= ACTION ITEM =
Produce all the records again exactly as they stand.

= WORKING DATA =
§

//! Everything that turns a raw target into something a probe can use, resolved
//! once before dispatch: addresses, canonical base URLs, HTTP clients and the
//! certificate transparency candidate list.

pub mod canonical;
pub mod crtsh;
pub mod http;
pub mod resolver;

§

= THE COMPLETED TASK =
//! Everything that turns a raw target into something a probe can use, resolved
//! once before dispatch: addresses, canonical base URLs, HTTP clients and the
//! certificate transparency candidate list.

pub mod canonical;
pub mod crtsh;
pub mod http;
pub mod resolver;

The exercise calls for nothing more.